Com o tempo, ele começa um caso com a
esposa de Monsieur de Rênal, até que Elisa, uma empregada da casa, descobre e
fofoca para a cidade. Com isso, o Abbé Chélan despacha Julien para um seminário
em Besançon. Lá, novamente o jovem cai nas graças de um religioso, dessa vez o
diretor Pirard, que vira o protetor de Julien, até que o recomenda a trabalhar
como o assistente particular do Marquês de la Mole, um legitimista católico.
Com De la Mole, Julien convive com a alta sociedade parisiense, mas sofre na
pele o preconceito por ser plebeu. A partir daí, o jovem vai caminhando pela
vida como pode, sempre tentando se manter relevante e se firmar, seja com
relacionamentos amorosos com mulheres influentes, seja navegando pela sociedade
demonstrando um intelecto que nem ele sabe mais se tem. Enfim, a hipocrisia!
A hipocrisia pode ser
considerada o assunto principal do romance, o que já aparece no título da obra
(tanto discutido e analisado): o “preto” aparentemente se refere à igreja, e o “vermelho”
ao exército francês – as duas aspirações de Julien. Cada ação e pensamento de
Julien e especialmente dos personagens secundários é misturado com uma
quantidade substancial de hipocrisia, da qual alguns estão completamente
conscientes. O “preto” sempre é manchado pelo “vermelho”, e nenhum dos dois é
puro. Essa é a lição de moral do autor: a sociedade francesa do século XIX não
é pura. Ela é hipócrita, mesquinha e vingativa, e uma pessoa também o deve ser
se ali quer se aventurar.
A Alice de 2021 lendo o
livro que chamou a atenção da Alice de 2002 acabou não aproveitando tanto o
livro assim. Sei que em 2002 eu era completamente apaixonada descobrindo as
revoluções da história e o comportamento da sociedade pelos tempos, e esse
livro teria sido uma leitura apaixonante e revigorante para ela. Porém, a Alice
de 2021 é mais vivida, menos encabulada e um pouco mais “vacinada” quanto à
dinâmica da sociedade. Para mim, em 2021, o livro foi um pouco apelativo, com a
narrativa cansativa (eu confesso que abandonei a leitura algumas vezes) e um
pouco desesperador ao detalhar o caráter humano, especialmente das personagens femininas.
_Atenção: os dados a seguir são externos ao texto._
//! Ancestor index: name -> every code carrying that name
//!
//! Occurrences are kept in insertion order, so "first encountered" means
//! the earliest assigned occurrence that is still present.

use indexmap::{IndexMap, IndexSet};

use super::code::Code;

#[derive(Debug, Clone, Default)]
pub struct AncestorIndex {
    occurrences: IndexMap<String, IndexSet<Code>>,
}

impl AncestorIndex {
    /// Empty index
    pub fn new() -> Self {
        Self::default()
    }

    /// Record `name` at `code`
    pub fn add_occurrence(&mut self, name: &str, code: &Code) {
        self.occurrences
            .entry(name.to_string())
            .or_default()
            .insert(code.clone());
    }

    /// Remove one occurrence; the name itself goes once its last code does.
    /// Returns whether the occurrence was present.
    pub fn remove_occurrence(&mut self, name: &str, code: &Code) -> bool {
        let Some(codes) = self.occurrences.get_mut(name) else {
            return false;
        };
        let removed = codes.shift_remove(code);
        if codes.is_empty() {
            self.occurrences.shift_remove(name);
        }
        removed
    }

    /// Codes carrying `name`, in insertion order
    pub fn occurrences(&self, name: &str) -> Option<&IndexSet<Code>> {
        self.occurrences.get(name)
    }

    /// Whether `name` occurs anywhere
    pub fn contains(&self, name: &str) -> bool {
        self.occurrences.contains_key(name)
    }

    /// Number of distinct names.
    pub fn len(&self) -> usize {
        self.occurrences.len()
    }

    /// Whether no name is recorded
    pub fn is_empty(&self) -> bool {
        self.occurrences.is_empty()
    }

    /// Names with their codes, in insertion order
    pub fn iter(&self) -> impl Iterator<Item = (&str, &IndexSet<Code>)> {
        self.occurrences.iter().map(|(name, codes)| (name.as_str(), codes))
    }

    /// Names recorded at two or more codes.
    pub fn common_ancestors(&self) -> impl Iterator<Item = &str> {
        self.iter()
            .filter(|(_, codes)| codes.len() > 1)
            .map(|(name, _)| name)
    }
}

#[cfg(test)]
mod tests {
    use super::*;

    fn code(text: &str) -> Code {
        Code::parse(text).unwrap()
    }

    #[test]
    fn test_add_and_remove() {
        let mut index = AncestorIndex::new();
        index.add_occurrence("Bold Ruler", &code("ss"));
        index.add_occurrence("Bold Ruler", &code("ds"));
        assert_eq!(index.occurrences("Bold Ruler").unwrap().len(), 2);

        assert!(index.remove_occurrence("Bold Ruler", &code("ss")));
        assert!(index.contains("Bold Ruler"));
        assert!(!index.remove_occurrence("Bold Ruler", &code("ss")));

        assert!(index.remove_occurrence("Bold Ruler", &code("ds")));
        assert!(!index.contains("Bold Ruler"));
        assert!(index.is_empty());
    }

    #[test]
    fn test_insertion_order_kept() {
        let mut index = AncestorIndex::new();
        for text in ["dd", "s", "sd", "ds"] {
            index.add_occurrence("Nasrullah", &code(text));
        }
        index.remove_occurrence("Nasrullah", &code("s"));
        let order: Vec<String> = index
            .occurrences("Nasrullah")
            .unwrap()
            .iter()
            .map(|c| c.to_string())
            .collect();
        assert_eq!(order, vec!["dd", "sd", "ds"]);
    }

    #[test]
    fn test_common_ancestors() {
        let mut index = AncestorIndex::new();
        index.add_occurrence("A", &code("s"));
        index.add_occurrence("B", &code("ss"));
        index.add_occurrence("B", &code("ds"));
        let common: Vec<&str> = index.common_ancestors().collect();
        assert_eq!(common, vec!["B"]);
    }
}
//! Browser binding for the pedigree form
//!
//! Codes cross the boundary as their `s`/`d` text, payloads and reports as
//! JSON strings. Errors surface as JavaScript strings.

use wasm_bindgen::prelude::*;

use crate::engine::InbreedingEngine;
use crate::error::PedigreeError;
use crate::pedigree::Code;

fn to_js(error: PedigreeError) -> JsValue {
    JsValue::from_str(&error.to_string())
}

fn parse(code: &str) -> Result<Code, JsValue> {
    Code::parse(code).map_err(to_js)
}

#[wasm_bindgen]
pub struct WasmEngine {
    inner: InbreedingEngine,
}

#[wasm_bindgen]
impl WasmEngine {
    /// Engine over an empty pedigree
    #[wasm_bindgen(constructor)]
    pub fn new() -> WasmEngine {
        WasmEngine {
            inner: InbreedingEngine::new(),
        }
    }

    /// Returns the edit report as JSON.
    #[wasm_bindgen(js_name = setName)]
    pub fn set_name(&mut self, code: &str, name: &str) -> Result<String, JsValue> {
        let report = self.inner.set_name(&parse(code)?, name);
        serde_json::to_string(&report).map_err(|e| to_js(e.into()))
    }

    /// Returns the edit report as JSON.
    #[wasm_bindgen(js_name = clearSubtree)]
    pub fn clear_subtree(&mut self, code: &str) -> Result<String, JsValue> {
        let report = self.inner.clear_subtree(&parse(code)?);
        serde_json::to_string(&report).map_err(|e| to_js(e.into()))
    }

    /// Merge a JSON payload onto `code`; returns the edit report as JSON.
    pub fn populate(&mut self, code: &str, payload: &str) -> Result<String, JsValue> {
        let report = self
            .inner
            .populate_from_data(&parse(code)?, payload)
            .map_err(to_js)?;
        serde_json::to_string(&report).map_err(|e| to_js(e.into()))
    }

    /// Breakdown for `code` (the subject when empty) as JSON.
    pub fn calculate(&self, code: &str) -> Result<String, JsValue> {
        let breakdown = self.inner.calculate_at(&parse(code)?).map_err(to_js)?;
        serde_json::to_string(&breakdown).map_err(|e| to_js(e.into()))
    }

    /// Text report for the subject.
    pub fn report(&self) -> String {
        self.inner.report()
    }

    /// Pretty-printed payload of the node at `code`.
    pub fn show(&self, code: &str) -> Result<String, JsValue> {
        self.inner.show(&parse(code)?).map_err(to_js)
    }

    /// Remove everything.
    pub fn reset(&mut self) {
        self.inner.reset();
    }
}

impl Default for WasmEngine {
    fn default() -> Self {
        Self::new()
    }
}
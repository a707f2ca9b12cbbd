use thiserror::Error;

use crate::pedigree::{Code, MAX_GENS};

/// Errors surfaced by the pedigree engine.
#[derive(Error, Debug)]
pub enum PedigreeError {
    #[error("No individual recorded at code '{0}'")]
    NotFound(Code),

    #[error("Pedigree payload could not be parsed: {0}")]
    Parse(#[from] serde_json::Error),

    #[error("Code '{code}' is {len} generations deep (maximum is {max})")]
    DepthExceeded { code: String, len: usize, max: usize },

    #[error("Invalid code symbol '{0}' (expected 's' or 'd')")]
    InvalidCode(char),
}

impl PedigreeError {
    /// `DepthExceeded` for a textual code
    pub(crate) fn depth_exceeded(code: &str) -> Self {
        PedigreeError::DepthExceeded {
            code: code.to_string(),
            len: code.chars().count(),
            max: MAX_GENS,
        }
    }
}

pub type Result<T> = std::result::Result<T, PedigreeError>;
use crate::areas::repository::Repository;
use crate::artifacts::browse::dir_entry::DirEntry;
use crate::artifacts::browse::snapshot::Snapshot;
use crate::artifacts::objects::object_id::ObjectId;
use crate::errors::Result;
use bstr::{BString, ByteVec};
use std::io::Write;

#[derive(Debug, Clone, Copy, Default)]
pub struct LsTreeOptions {
    /// Descend into subdirectories
    pub recursive: bool,
    /// Show blob sizes
    pub long: bool,
}

impl Repository {
    /// List the directory at `path` of a commit, one entry per line:
    /// `<mode> <type> <oid>[ <size>]\t<path>`
    pub fn ls_tree(
        &self,
        commit_id: &ObjectId,
        path: &str,
        options: LsTreeOptions,
        writer: &mut dyn Write,
    ) -> Result<()> {
        let commit = self.commit(commit_id)?;
        let snapshot = Snapshot::from_commit(&commit)?;

        let target = snapshot.stat(path)?;
        let path = normalize(path);
        if !target.is_dir() {
            return write_entry(writer, &target, &path, options);
        }

        list_dir(&snapshot, path, options, writer)
    }
}

/// Drop leading, trailing and repeated slashes
fn normalize(path: &str) -> BString {
    let components = path
        .split('/')
        .filter(|component| !component.is_empty())
        .collect::<Vec<_>>();
    BString::from(components.join("/"))
}

fn list_dir(
    snapshot: &Snapshot<'_>,
    prefix: BString,
    options: LsTreeOptions,
    writer: &mut dyn Write,
) -> Result<()> {
    for entry in snapshot.read_dir(&prefix)? {
        let mut path = prefix.clone();
        if !path.is_empty() {
            path.push_byte(b'/');
        }
        path.push_str(&entry.name);

        if options.recursive && entry.is_dir() {
            list_dir(snapshot, path, options, writer)?;
        } else {
            write_entry(writer, &entry, &path, options)?;
        }
    }

    Ok(())
}

fn write_entry(
    writer: &mut dyn Write,
    entry: &DirEntry,
    path: &BString,
    options: LsTreeOptions,
) -> Result<()> {
    write!(
        writer,
        "{:06o} {} {}",
        entry.mode.as_u32(),
        entry.mode.object_type(),
        entry.oid
    )?;

    if options.long {
        match entry.size {
            Some(size) => write!(writer, " {size:>7}")?,
            None => write!(writer, " {:>7}", "-")?,
        }
    }

    writeln!(writer, "\t{path}")?;
    Ok(())
}
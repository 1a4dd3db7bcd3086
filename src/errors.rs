//! Error type shared by every layer of the object reader
//!
//! Parsing fails fast: each layer returns the first error it meets and callers
//! propagate it with `?`. There is no partial-result mode, a tree either parses
//! completely or the caller gets an error.

use crate::artifacts::objects::object_id::ObjectId;
use crate::artifacts::objects::object_type::ObjectType;
use std::io;
use std::path::PathBuf;
use thiserror::Error;

pub type Result<T> = std::result::Result<T, GitError>;

#[derive(Debug, Error)]
pub enum GitError {
    #[error("could not locate git repository for path {}", .0.display())]
    RepositoryNotFound(PathBuf),
    #[error("object not found: {0}")]
    ObjectNotFound(ObjectId),
    #[error("invalid object id: {0:?}")]
    InvalidObjectId(String),
    #[error("io error: {0}")]
    Io(#[from] io::Error),
    #[error("corrupt object {oid}: {reason}")]
    CorruptObject { oid: ObjectId, reason: String },
    #[error("malformed object {oid}: {reason}")]
    MalformedHeader { oid: ObjectId, reason: String },
    #[error("expected {expected} for object {oid}, got {found}")]
    WrongObjectKind {
        oid: ObjectId,
        expected: ObjectType,
        found: ObjectType,
    },
    #[error("entry not found: {0}")]
    EntryNotFound(String),
}

impl GitError {
    pub fn corrupt(oid: &ObjectId, reason: impl Into<String>) -> Self {
        GitError::CorruptObject {
            oid: oid.clone(),
            reason: reason.into(),
        }
    }

    pub fn malformed(oid: &ObjectId, reason: impl Into<String>) -> Self {
        GitError::MalformedHeader {
            oid: oid.clone(),
            reason: reason.into(),
        }
    }

    /// Classify an error raised while reading a decompressed object stream.
    ///
    /// The inflate decoder reports bad deflate data as `InvalidInput` or
    /// `InvalidData`, and the body reader reports truncation as `UnexpectedEof`.
    /// All of these mean the object itself is damaged. Anything else is a
    /// plain filesystem failure.
    pub fn from_stream(oid: &ObjectId, err: io::Error) -> Self {
        match err.kind() {
            io::ErrorKind::InvalidInput
            | io::ErrorKind::InvalidData
            | io::ErrorKind::UnexpectedEof => GitError::corrupt(oid, err.to_string()),
            _ => GitError::Io(err),
        }
    }
}
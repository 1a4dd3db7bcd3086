//! Git data structures
//!
//! - `objects`: Git object types (blob, tree, commit) and their parsers
//! - `browse`: Directory-like view over a commit's tree

pub mod browse;
pub mod objects;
Talvez em 2002 eu ainda entendesse o viés da caricatura e dos personagens
construídos para dar embasamento a um ponto que o autor quer defender: não se
chega à sociedade, se nasce nela. Mas em 2021, eu não consigo negar aquilo que
mais me atrai em uma leitura: as nuances e complexidades de personagens que são
inerentemente falos, não só bons ou ruins (ou no caso do livro, só ruins). Por
isso não aproveitei tanto a leitura, mas fico feliz por ter fechado esse
capítulo da minha história literária.
Para você que deseja se
aventurar pelas páginas de um grande clássico da literatura francesa (e mundial),
uma dica: contenha suas expectativas. Com o tempo a gente aprende que nem todos
clássicos são agradáveis de ler, mas todos eles tem um ponto importante, em
marcar um momento histórico. Está aí o grande valor do livro, e nenhuma nota
ruim ou crítica que eu fizer vai apagar sua importância!